At the beginning of this year I was determined to make this the *year* I turned my life around and whilst I'm not beating myself up over the fact the pandemic made this a million times harder for me, it's definitely not made it an easier ride. 

I've been fairly lucky to make the most of my time during lockdown and used it to my advantage - blogging and instagram became a comfortable outlet for me creatively and inspired me to turn my side hustle into some form of training towards my dream career. 

Don't worry, this hasn't gone as smoothly as I'd hoped. I'm constantly filled with self-doubt and consider throwing in the towel regularly.

Let's be honest, none of this post makes sense does it? Neither does my life, so we're onto a good track... Okay, so I don't want to come across as a melodramatic and honestly, I have a lot to be thankful for but damn, I don't half feel lost with my life. 

I'm okay finding myself setting myself a million and one plans before drifting off to sleep and waking up the next morning unsure where to begin.
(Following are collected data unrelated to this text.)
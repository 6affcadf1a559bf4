use std::collections::BTreeMap;

use super::label::Label;
use super::table::{LabelColumn, LabeledTable};

// ---------------------------------------------------------------------------
// Label predicates: which rows belong to which class
// ---------------------------------------------------------------------------

/// Indices of rows whose `column` label equals `label`.
pub fn filtered_indices<T>(table: &T, column: LabelColumn, label: Label) -> Vec<usize>
where
    T: LabeledTable + ?Sized,
{
    (0..table.row_count())
        .filter(|&row| table.label(row, column) == Some(label))
        .collect()
}

/// Number of rows carrying `label` in `column`.
pub fn count_label<T>(table: &T, column: LabelColumn, label: Label) -> usize
where
    T: LabeledTable + ?Sized,
{
    (0..table.row_count())
        .filter(|&row| table.label(row, column) == Some(label))
        .count()
}

/// Split row indices by label.
///
/// Every label in [`Label::ALL`] is present in the result, possibly with an
/// empty index list. Rows without a recognized label are left out.
pub fn partition_by_label<T>(table: &T, column: LabelColumn) -> BTreeMap<Label, Vec<usize>>
where
    T: LabeledTable + ?Sized,
{
    let mut groups: BTreeMap<Label, Vec<usize>> =
        Label::ALL.iter().map(|&l| (l, Vec::new())).collect();
    for row in 0..table.row_count() {
        if let Some(label) = table.label(row, column) {
            groups.entry(label).or_default().push(row);
        }
    }
    groups
}
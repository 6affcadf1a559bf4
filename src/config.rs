use std::path::Path;

use serde::{Deserialize, Serialize};

use crate::analytics::correlation::{DEFAULT_MIN_PAIR_ROWS, DEFAULT_MIN_VALID_COUNT};
use crate::error::Result;
use crate::state::MissingSort;

/// Numeric features of the Kepler cumulative table examined by default.
pub const KOI_FEATURES: [&str; 10] = [
    "koi_period",
    "koi_depth",
    "koi_duration",
    "koi_prad",
    "koi_steff",
    "koi_model_snr",
    "koi_insol",
    "koi_teq",
    "koi_srad",
    "koi_impact",
];

/// Tunables of the analytics engine.
///
/// Every field has a default, so a config file only needs the keys it
/// changes:
///
/// ```json
/// { "num_bins": 12, "min_valid_count": 50 }
/// ```
#[derive(Debug, Clone, PartialEq, Serialize, Deserialize)]
#[serde(default)]
pub struct AnalyticsConfig {
    /// Histogram bin count.
    pub num_bins: usize,
    /// Minimum valid values for a feature to enter the correlation matrix.
    pub min_valid_count: usize,
    /// Minimum complete-case rows for a correlation entry.
    pub min_pair_rows: usize,
    /// Where rows lacking the sort value go in the predictions table.
    pub missing_sort: MissingSort,
    /// Column holding model predictions in a CSV export.
    pub predicted_column: String,
    /// Column holding ground-truth labels in a CSV export.
    pub truth_column: String,
    /// Column holding archive dispositions in the raw Kepler table.
    pub disposition_column: String,
    /// Features examined by statistics, histograms and correlation.
    pub features: Vec<String>,
}

impl Default for AnalyticsConfig {
    fn default() -> Self {
        AnalyticsConfig {
            num_bins: 10,
            min_valid_count: DEFAULT_MIN_VALID_COUNT,
            min_pair_rows: DEFAULT_MIN_PAIR_ROWS,
            missing_sort: MissingSort::default(),
            predicted_column: "predicted_label".to_string(),
            truth_column: "true_label".to_string(),
            disposition_column: "koi_disposition".to_string(),
            features: KOI_FEATURES.iter().map(|s| s.to_string()).collect(),
        }
    }
}

impl AnalyticsConfig {
    /// Read a JSON config file; absent keys keep their defaults.
    pub fn from_path(path: &Path) -> Result<Self> {
        let text = std::fs::read_to_string(path)?;
        Self::from_json(&text)
    }

    pub fn from_json(text: &str) -> Result<Self> {
        Ok(serde_json::from_str(text)?)
    }
}
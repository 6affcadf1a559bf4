use anyhow::{Context, Result};

/// SplitMix64 stream: deterministic, seedable, good enough for fake data.
struct SampleRng {
    state: u64,
}

impl SampleRng {
    fn seeded(seed: u64) -> Self {
        SampleRng { state: seed }
    }

    fn next_u64(&mut self) -> u64 {
        self.state = self.state.wrapping_add(0x9E37_79B9_7F4A_7C15);
        let mut z = self.state;
        z = (z ^ (z >> 30)).wrapping_mul(0xBF58_476D_1CE4_E5B9);
        z = (z ^ (z >> 27)).wrapping_mul(0x94D0_49BB_1331_11EB);
        z ^ (z >> 31)
    }

    fn next_f64(&mut self) -> f64 {
        (self.next_u64() >> 11) as f64 / (1u64 << 53) as f64
    }

    fn uniform(&mut self, lo: f64, hi: f64) -> f64 {
        lo + (hi - lo) * self.next_f64()
    }

    /// Log-uniform draw, for quantities spanning decades (period, depth).
    fn log_uniform(&mut self, lo: f64, hi: f64) -> f64 {
        self.uniform(lo.ln(), hi.ln()).exp()
    }
}

/// Per-disposition parameter ranges: (name, share, radius range, snr range).
const CLASSES: [(&str, f64, (f64, f64), (f64, f64)); 3] = [
    ("CONFIRMED", 0.3, (0.6, 14.0), (10.0, 400.0)),
    ("CANDIDATE", 0.25, (0.5, 20.0), (7.0, 60.0)),
    ("FALSE POSITIVE", 0.45, (1.0, 90.0), (7.0, 3000.0)),
];

const ROWS: usize = 600;

fn main() -> Result<()> {
    env_logger::init();
    let mut rng = SampleRng::seeded(42);

    let output_path = "sample_koi.csv";
    let mut writer = csv::Writer::from_path(output_path)
        .with_context(|| format!("creating {output_path}"))?;
    writer.write_record([
        "kepoi_name",
        "koi_disposition",
        "koi_period",
        "koi_depth",
        "koi_duration",
        "koi_prad",
        "koi_steff",
        "koi_model_snr",
        "koi_teq",
        "ra",
        "dec",
    ])?;

    for i in 0..ROWS {
        let pick = rng.next_f64();
        let mut acc = 0.0;
        let (disposition, _, radius, snr) = CLASSES
            .iter()
            .copied()
            .find(|(_, share, _, _)| {
                acc += share;
                pick < acc
            })
            .unwrap_or(CLASSES[2]);

        let period = rng.log_uniform(0.5, 500.0);
        let prad = rng.log_uniform(radius.0, radius.1);
        let steff = rng.uniform(3500.0, 7000.0);
        // Equilibrium temperature falls with orbital distance (~ P^-1/3).
        let teq = steff * 0.25 * period.powf(-1.0 / 3.0) * rng.uniform(0.8, 1.2);
        let depth = 84.0 * prad * prad * rng.uniform(0.7, 1.3);
        let duration = 2.0 * period.powf(1.0 / 3.0) * rng.uniform(0.6, 1.4);

        // Leave occasional gaps the way the archive export does.
        let maybe = |v: f64, rng: &mut SampleRng| {
            if rng.next_f64() < 0.04 {
                String::new()
            } else {
                format!("{v:.4}")
            }
        };

        writer.write_record([
            format!("K{:05}.01", i + 1),
            disposition.to_string(),
            format!("{period:.6}"),
            maybe(depth, &mut rng),
            maybe(duration, &mut rng),
            maybe(prad, &mut rng),
            format!("{steff:.0}"),
            maybe(rng.log_uniform(snr.0, snr.1), &mut rng),
            maybe(teq, &mut rng),
            format!("{:.5}", rng.uniform(280.0, 302.0)),
            format!("{:.5}", rng.uniform(36.5, 52.5)),
        ])?;
    }
    writer.flush()?;

    println!("Wrote {ROWS} objects to {output_path}");
    Ok(())
}
use std::collections::BTreeSet;
use std::fmt;

// ---------------------------------------------------------------------------
// Record – one parsed data row
// ---------------------------------------------------------------------------

/// A single data row, positionally aligned with the owning [`Dataset`]'s
/// field list.
///
/// Every record carries exactly one slot per schema field; a missing or empty
/// raw value is stored as `None`, never omitted.
#[derive(Debug, Clone, PartialEq, Eq)]
pub struct Record {
    values: Vec<Option<String>>,
}

impl Record {
    /// Build a record from raw cells, padding with nulls (or truncating) to
    /// `width` slots. Cells are trimmed and empty strings become null.
    pub fn from_raw<'a, I>(cells: I, width: usize) -> Self
    where
        I: IntoIterator<Item = &'a str>,
    {
        let mut values: Vec<Option<String>> = cells
            .into_iter()
            .take(width)
            .map(|cell| {
                let cell = cell.trim();
                (!cell.is_empty()).then(|| cell.to_string())
            })
            .collect();
        values.resize(width, None);
        Record { values }
    }

    /// Raw value at a schema position.
    pub fn get(&self, index: usize) -> Option<&str> {
        self.values.get(index).and_then(|v| v.as_deref())
    }

    /// Number of slots (always the schema width).
    pub fn len(&self) -> usize {
        self.values.len()
    }

    pub fn is_empty(&self) -> bool {
        self.values.is_empty()
    }

    pub fn values(&self) -> &[Option<String>] {
        &self.values
    }
}

// ---------------------------------------------------------------------------
// Dataset – the complete ingested table
// ---------------------------------------------------------------------------

/// The full parsed table: the header-derived schema plus every data row.
///
/// Created once at load time and never mutated afterwards; filtering and
/// grouping produce index lists that point back into it.
#[derive(Debug, Clone, Default, PartialEq, Eq)]
pub struct Dataset {
    /// Ordered field names taken from the header line.
    fields: Vec<String>,
    /// All rows, each exactly `fields.len()` wide.
    records: Vec<Record>,
}

impl Dataset {
    pub fn new(fields: Vec<String>, records: Vec<Record>) -> Self {
        debug_assert!(records.iter().all(|r| r.len() == fields.len()));
        Dataset { fields, records }
    }

    pub fn fields(&self) -> &[String] {
        &self.fields
    }

    pub fn records(&self) -> &[Record] {
        &self.records
    }

    /// Position of a field in the schema.
    pub fn field_index(&self, name: &str) -> Option<usize> {
        self.fields.iter().position(|f| f == name)
    }

    /// Raw value of `field` in row `row`; `None` for null cells, unknown
    /// fields and out-of-range rows alike.
    pub fn value(&self, row: usize, field: &str) -> Option<&str> {
        let idx = self.field_index(field)?;
        self.records.get(row)?.get(idx)
    }

    /// Sorted set of distinct non-null values in a column.
    pub fn unique_values(&self, field: &str) -> BTreeSet<&str> {
        let Some(idx) = self.field_index(field) else {
            return BTreeSet::new();
        };
        self.records.iter().filter_map(|r| r.get(idx)).collect()
    }

    /// Number of records.
    pub fn len(&self) -> usize {
        self.records.len()
    }

    /// Whether the dataset has no records.
    pub fn is_empty(&self) -> bool {
        self.records.is_empty()
    }
}

impl fmt::Display for Dataset {
    fn fmt(&self, f: &mut fmt::Formatter<'_>) -> fmt::Result {
        write!(
            f,
            "{} records x {} fields",
            self.records.len(),
            self.fields.len()
        )
    }
}

#[cfg(test)]
mod tests {
    use super::*;

    #[test]
    fn test_record_pads_short_rows() {
        let record = Record::from_raw(["1"], 3);
        assert_eq!(record.len(), 3);
        assert_eq!(record.get(0), Some("1"));
        assert_eq!(record.get(1), None);
        assert_eq!(record.get(2), None);
    }

    #[test]
    fn test_record_trims_and_nulls_empty() {
        let record = Record::from_raw([" 4.5 ", "   ", ""], 3);
        assert_eq!(record.get(0), Some("4.5"));
        assert_eq!(record.get(1), None);
        assert_eq!(record.get(2), None);
    }

    #[test]
    fn test_record_drops_extra_cells() {
        let record = Record::from_raw(["a", "b", "c"], 2);
        assert_eq!(record.values(), &[Some("a".into()), Some("b".into())]);
    }

    #[test]
    fn test_dataset_lookup() {
        let fields = vec!["name".to_string(), "koi_period".to_string()];
        let records = vec![
            Record::from_raw(["K1", "3.5"], 2),
            Record::from_raw(["K2"], 2),
        ];
        let ds = Dataset::new(fields, records);
        assert_eq!(ds.value(0, "koi_period"), Some("3.5"));
        assert_eq!(ds.value(1, "koi_period"), None);
        assert_eq!(ds.value(0, "unknown"), None);
        assert_eq!(ds.value(5, "name"), None);
        assert_eq!(ds.unique_values("name").len(), 2);
        assert_eq!(ds.to_string(), "2 records x 2 fields");
    }
}
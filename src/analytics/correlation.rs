//! Pairwise Pearson correlation over complete-case rows.

use serde::Serialize;

use super::numeric::aligned_column;
use crate::config::AnalyticsConfig;
use crate::data::table::LabeledTable;

/// Features with fewer valid values than this are left out of the matrix.
pub const DEFAULT_MIN_VALID_COUNT: usize = 100;
/// Pairs with fewer complete-case rows than this correlate to 0.
pub const DEFAULT_MIN_PAIR_ROWS: usize = 11;

/// Pearson correlation from raw sums:
///
/// `r = (nΣxy − ΣxΣy) / sqrt((nΣx² − (Σx)²)(nΣy² − (Σy)²))`
///
/// Returns 0.0 when the denominator vanishes (a constant series). The result
/// is clamped to `[-1, 1]` to absorb rounding.
#[must_use]
pub fn pearson(pairs: &[(f64, f64)]) -> f64 {
    let n = pairs.len() as f64;
    let (mut sx, mut sy, mut sxy, mut sxx, mut syy) = (0.0, 0.0, 0.0, 0.0, 0.0);
    for &(x, y) in pairs {
        sx += x;
        sy += y;
        sxy += x * y;
        sxx += x * x;
        syy += y * y;
    }
    let denom = ((n * sxx - sx * sx) * (n * syy - sy * sy)).sqrt();
    if denom == 0.0 || !denom.is_finite() {
        return 0.0;
    }
    ((n * sxy - sx * sy) / denom).clamp(-1.0, 1.0)
}

/// Square, symmetric correlation matrix indexed by feature name.
#[derive(Debug, Clone, Default, PartialEq, Serialize)]
pub struct CorrelationMatrix {
    /// Features that met the valid-count threshold, in candidate order.
    pub features: Vec<String>,
    /// Candidates left out for having too few valid values.
    pub excluded: Vec<String>,
    /// Row-major `features.len()²` entries.
    pub values: Vec<Vec<f64>>,
}

impl CorrelationMatrix {
    /// Build the matrix with thresholds taken from `config`.
    pub fn new<T>(table: &T, candidates: &[String], config: &AnalyticsConfig) -> Self
    where
        T: LabeledTable + ?Sized,
    {
        Self::with_thresholds(
            table,
            candidates,
            config.min_valid_count,
            config.min_pair_rows,
        )
    }

    /// Build the matrix over `candidates`.
    ///
    /// 1. Candidates with fewer than `min_valid` valid values are excluded.
    /// 2. Each unordered pair is correlated over the rows where both features
    ///    are valid; fewer than `min_pairs` such rows gives 0.
    /// 3. The upper triangle is mirrored, so `m[i][j] == m[j][i]` exactly.
    pub fn with_thresholds<T>(
        table: &T,
        candidates: &[String],
        min_valid: usize,
        min_pairs: usize,
    ) -> Self
    where
        T: LabeledTable + ?Sized,
    {
        let mut features = Vec::new();
        let mut columns = Vec::new();
        let mut excluded = Vec::new();
        for name in candidates {
            let column = aligned_column(table, name);
            let valid = column.iter().flatten().count();
            if valid < min_valid {
                log::warn!("{name}: {valid} valid values (< {min_valid}), excluded from correlation");
                excluded.push(name.clone());
            } else {
                features.push(name.clone());
                columns.push(column);
            }
        }

        let k = features.len();
        let mut values = vec![vec![0.0; k]; k];
        for i in 0..k {
            for j in i..k {
                let pairs = complete_cases(&columns[i], &columns[j]);
                let r = if pairs.len() < min_pairs {
                    0.0
                } else {
                    pearson(&pairs)
                };
                values[i][j] = r;
                values[j][i] = r;
            }
        }
        log::debug!("correlation matrix over {k} features ({} excluded)", excluded.len());

        CorrelationMatrix {
            features,
            excluded,
            values,
        }
    }

    /// Entry for a named pair, if both features are in the matrix.
    pub fn get(&self, a: &str, b: &str) -> Option<f64> {
        let i = self.features.iter().position(|f| f == a)?;
        let j = self.features.iter().position(|f| f == b)?;
        Some(self.values[i][j])
    }

    pub fn size(&self) -> usize {
        self.features.len()
    }
}

fn complete_cases(x: &[Option<f64>], y: &[Option<f64>]) -> Vec<(f64, f64)> {
    x.iter()
        .zip(y)
        .filter_map(|(a, b)| Some(((*a)?, (*b)?)))
        .collect()
}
There's some small life goals which I think are more achievable but then once I get the ball rolling with these; remind myself that I'm currently not earning the big bucks. 

So don't even get me started on how I'm coping with getting myself my dream job, I'm slowly finding all the materials I need to train myself in the crazy world that we call *digital marketing* but if we're putting all the cards on the table - I'm often overwhelming myself with it all. 

what if i don't have my shit together - sarahlaublogs

I don't have my shit together but I promise I'm trying to do everything in my power to become the woman my 15 year old self would be proud of... now if only I could figure out which step to take first, it might eventually all work out.

Coincidentally, thanks to Gaby from talk twenties I've found girls in marketing which has been helping me massively this month just to touch base with my plans for the future, at the moment reading through and taking notes from instagram uploads, articles written on the website and even getting myself signed up to some free online courses - now, if only payday could hurry up and I'll be able to purchase the Journey to Successful Freelance Marketing. 

Truth be told I need to stop seeing my worth based on my successes, job title or even what I've accomplished in life and remind myself on what I've managed to achieve even during my lowest mental health dips.. 

So maybe that's my challenge for the rest of 2020. Take each online course at a time, slowly working my way through any additional training and continue to work towards my dreams but also teach myself not to be too hard on myself. Remind myself of the struggles of faced, remind myself that I'm literally starting this from the very bottom and with very little hands on help, keep going Sarah, we'll get their eventually!